__Task objective__: The expected output is each line in the data below that includes the string "fixed".

__Input material__:
※ ※ ※

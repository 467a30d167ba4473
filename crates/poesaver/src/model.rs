//! Core types for extracted conversations

use chrono::{DateTime, Utc};
use serde::{Deserialize, Serialize};

/// Speaker classification of a message
#[derive(Debug, Clone, Copy, PartialEq, Eq, Serialize, Deserialize)]
#[serde(rename_all = "lowercase")]
pub enum Role {
    /// The human participant
    User,
    /// The model/bot participant
    Assistant,
    /// Could not be determined; the message is kept rather than dropped
    Unknown,
}

impl Role {
    /// The opposite side of the conversation, used by positional inference.
    /// `Unknown` has no opposite.
    pub(crate) fn flipped(self) -> Role {
        match self {
            Role::User => Role::Assistant,
            Role::Assistant => Role::User,
            Role::Unknown => Role::Unknown,
        }
    }
}

/// Inline content inside a paragraph or list item
#[derive(Debug, Clone, PartialEq, Eq, Serialize, Deserialize)]
#[serde(rename_all = "snake_case")]
pub enum Inline {
    /// Plain text run
    Text(String),
    /// Emphasized (italic) span
    Emphasis(Vec<Inline>),
    /// Strong (bold) span
    Strong(Vec<Inline>),
    /// Struck-through span
    Strikethrough(Vec<Inline>),
    /// Inline code span, verbatim
    Code(String),
    /// Hyperlink; `text` falls back to `target` when the source text is empty
    Link { text: String, target: String },
    /// Image reference; never downloaded or inlined
    Image { alt: String, source: String },
}

/// Block-level content of a message, independent of the source markup dialect
#[derive(Debug, Clone, PartialEq, Eq, Serialize, Deserialize)]
#[serde(rename_all = "snake_case")]
pub enum Block {
    /// Paragraph of inline content
    Paragraph(Vec<Inline>),
    /// Fenced code block; body is verbatim, language only when the source
    /// carried one (never guessed)
    Code {
        language: Option<String>,
        body: String,
    },
    /// Block quotation, recursively normalized
    Quote(Vec<Block>),
    /// Ordered or unordered list; item order and nesting preserved
    List {
        ordered: bool,
        items: Vec<Vec<Block>>,
    },
}

impl Inline {
    fn collect_text(&self, out: &mut String) {
        match self {
            Inline::Text(t) | Inline::Code(t) => out.push_str(t),
            Inline::Emphasis(inner) | Inline::Strong(inner) | Inline::Strikethrough(inner) => {
                for inline in inner {
                    inline.collect_text(out);
                }
            }
            Inline::Link { text, .. } => out.push_str(text),
            Inline::Image { alt, .. } => out.push_str(alt),
        }
    }
}

impl Block {
    fn collect_text(&self, out: &mut String) {
        match self {
            Block::Paragraph(inlines) => {
                for inline in inlines {
                    inline.collect_text(out);
                }
                out.push('\n');
            }
            Block::Code { body, .. } => {
                out.push_str(body);
                out.push('\n');
            }
            Block::Quote(blocks) => {
                for block in blocks {
                    block.collect_text(out);
                }
            }
            Block::List { items, .. } => {
                for item in items {
                    for block in item {
                        block.collect_text(out);
                    }
                }
            }
        }
    }
}

/// One conversational turn
#[derive(Debug, Clone, PartialEq, Serialize, Deserialize)]
pub struct Message {
    /// Display name; always the literal `"User"` for user turns, the name
    /// shown on the page for assistant turns
    pub sender: String,
    /// Speaker classification; labels the section, never alters content
    pub role: Role,
    /// Normalized content
    pub content: Vec<Block>,
    /// Only present when the page exposes one
    #[serde(skip_serializing_if = "Option::is_none")]
    pub timestamp: Option<DateTime<Utc>>,
    /// Zero-based position in source order; contiguous across the document
    pub sequence_index: usize,
}

impl Message {
    /// Flattened text of the whole message, used for title derivation and
    /// word counting. Markup structure is ignored.
    pub fn plain_text(&self) -> String {
        let mut out = String::new();
        for block in &self.content {
            block.collect_text(&mut out);
        }
        out.trim().to_string()
    }
}

/// Document-level facts about a conversation
#[derive(Debug, Clone, PartialEq, Serialize, Deserialize)]
pub struct Metadata {
    /// Conversation title, or the `"Untitled Conversation"` placeholder
    pub title: String,
    /// Display name of the assistant participant, or `"unknown"`
    pub model_name: String,
    /// Share identifier, recovered from the originating reference
    pub conversation_id: String,
    /// Where the document came from
    pub source_url: String,
    /// When the page was retrieved (fixed by the fetch layer, not the page)
    pub fetched_at: DateTime<Utc>,
    /// Total number of messages
    pub message_count: usize,
    /// Messages classified as user turns
    pub user_message_count: usize,
    /// Messages classified as assistant turns
    pub assistant_message_count: usize,
    /// Raw page `<title>` when it differs from the derived title
    #[serde(skip_serializing_if = "Option::is_none")]
    pub page_title: Option<String>,
}

impl Metadata {
    /// Messages that could not be classified
    pub fn unknown_message_count(&self) -> usize {
        self.message_count - self.user_message_count - self.assistant_message_count
    }
}

/// A complete extracted conversation: one [`Metadata`] plus the ordered
/// message sequence. Built once, never mutated, consumed by rendering.
#[derive(Debug, Clone, PartialEq, Serialize, Deserialize)]
pub struct ConversationData {
    pub metadata: Metadata,
    pub messages: Vec<Message>,
}

/// A node kind that could not be mapped and was degraded to plain text.
///
/// Non-fatal: the turn's text is kept, only its markup was discarded.
#[derive(Debug, Clone, PartialEq, Eq, Serialize, Deserialize)]
pub struct NormalizationWarning {
    /// `sequence_index` of the affected message
    pub turn_index: usize,
    /// Tag name of the unmapped node
    pub node_kind: String,
}

impl std::fmt::Display for NormalizationWarning {
    fn fmt(&self, f: &mut std::fmt::Formatter<'_>) -> std::fmt::Result {
        write!(
            f,
            "turn {}: <{}> degraded to plain text",
            self.turn_index, self.node_kind
        )
    }
}
//! Example: convert an in-memory share page and print the result
//!
//! Run with: cargo run -p poesaver --example convert_page
//!
//! This example feeds a small hand-written page through the pipeline, so
//! it works offline and shows the shape of the output document.

use poesaver::{convert, SourceInfo};

const PAGE: &str = r#"<html>
<head><title>Borrow checker basics - Poe</title></head>
<body>
  <div class="ChatMessage_messageRow_a">
    <div class="Message_humanMessageBubble_b">
      <p>Why does the borrow checker reject my code?</p>
    </div>
  </div>
  <div class="ChatMessage_messageRow_a">
    <img alt="Bot image for Model-X" src="/avatar.png">
    <div class="Message_botMessageBubble_c">
      <p>You are holding <strong>two mutable borrows</strong>. Try:</p>
      <pre><code class="language-rust">let (left, right) = slice.split_at_mut(mid);</code></pre>
      <ul><li>one borrow per region</li><li>or use indices</li></ul>
    </div>
  </div>
</body>
</html>"#;

fn main() {
    let source = SourceInfo::new(
        "https://poe.com/s/ExampleShareId",
        "ExampleShareId",
        chrono::Utc::now(),
    );

    match convert(PAGE, &source) {
        Ok(result) => {
            let metadata = &result.conversation.metadata;
            eprintln!(
                "{} messages ({} user, {} assistant), model: {}",
                metadata.message_count,
                metadata.user_message_count,
                metadata.assistant_message_count,
                metadata.model_name
            );
            for warning in &result.warnings {
                eprintln!("warning: {warning}");
            }
            println!("{}", result.markdown);
        }
        Err(err) => {
            eprintln!("conversion failed: {err}");
            std::process::exit(1);
        }
    }
}
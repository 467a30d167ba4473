//! Poesaver - save Poe.com shared conversations as Markdown
//!
//! This crate turns a publicly shared conversation page into a structured
//! [`ConversationData`] and a deterministic Markdown document.
//!
//! ## Pipeline
//!
//! The core is a pure, synchronous pipeline: [`convert`] takes the raw
//! HTML plus a [`SourceInfo`] fixed by the caller and yields the
//! structured conversation, the rendered Markdown, and any normalization
//! warnings. It performs no network or filesystem I/O and holds no shared
//! state, so documents can be converted concurrently without coordination.
//!
//! ## Shells
//!
//! Around the pipeline sit the retrieval shell ([`fetch_share_page`],
//! retry with backoff and anti-bot body validation) and the persistence
//! helpers ([`unique_path`], collision-avoiding output naming).

mod content;
mod error;
mod extract;
mod fetch;
mod metadata;
mod model;
mod pipeline;
mod render;
mod storage;

pub use error::{ConvertError, FetchError, StorageError};
pub use fetch::{
    conversation_id, fetch_page, fetch_share_page, fetch_share_page_with_options, is_share_url,
    FetchOptions, DEFAULT_USER_AGENT,
};
pub use model::{
    Block, ConversationData, Inline, Message, Metadata, NormalizationWarning, Role,
};
pub use pipeline::{convert, convert_with_options, Converted, SourceInfo};
pub use render::{render, RenderOptions};
pub use storage::{
    count_words, format_file_size, read_url_list, sanitize_filename, unique_path,
};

※ ※ ※

__Solution__:
    /// When the page was retrieved (fixed by the fetch layer, not the page)
//! HTML plus a [`SourceInfo`] fixed by the caller and yields the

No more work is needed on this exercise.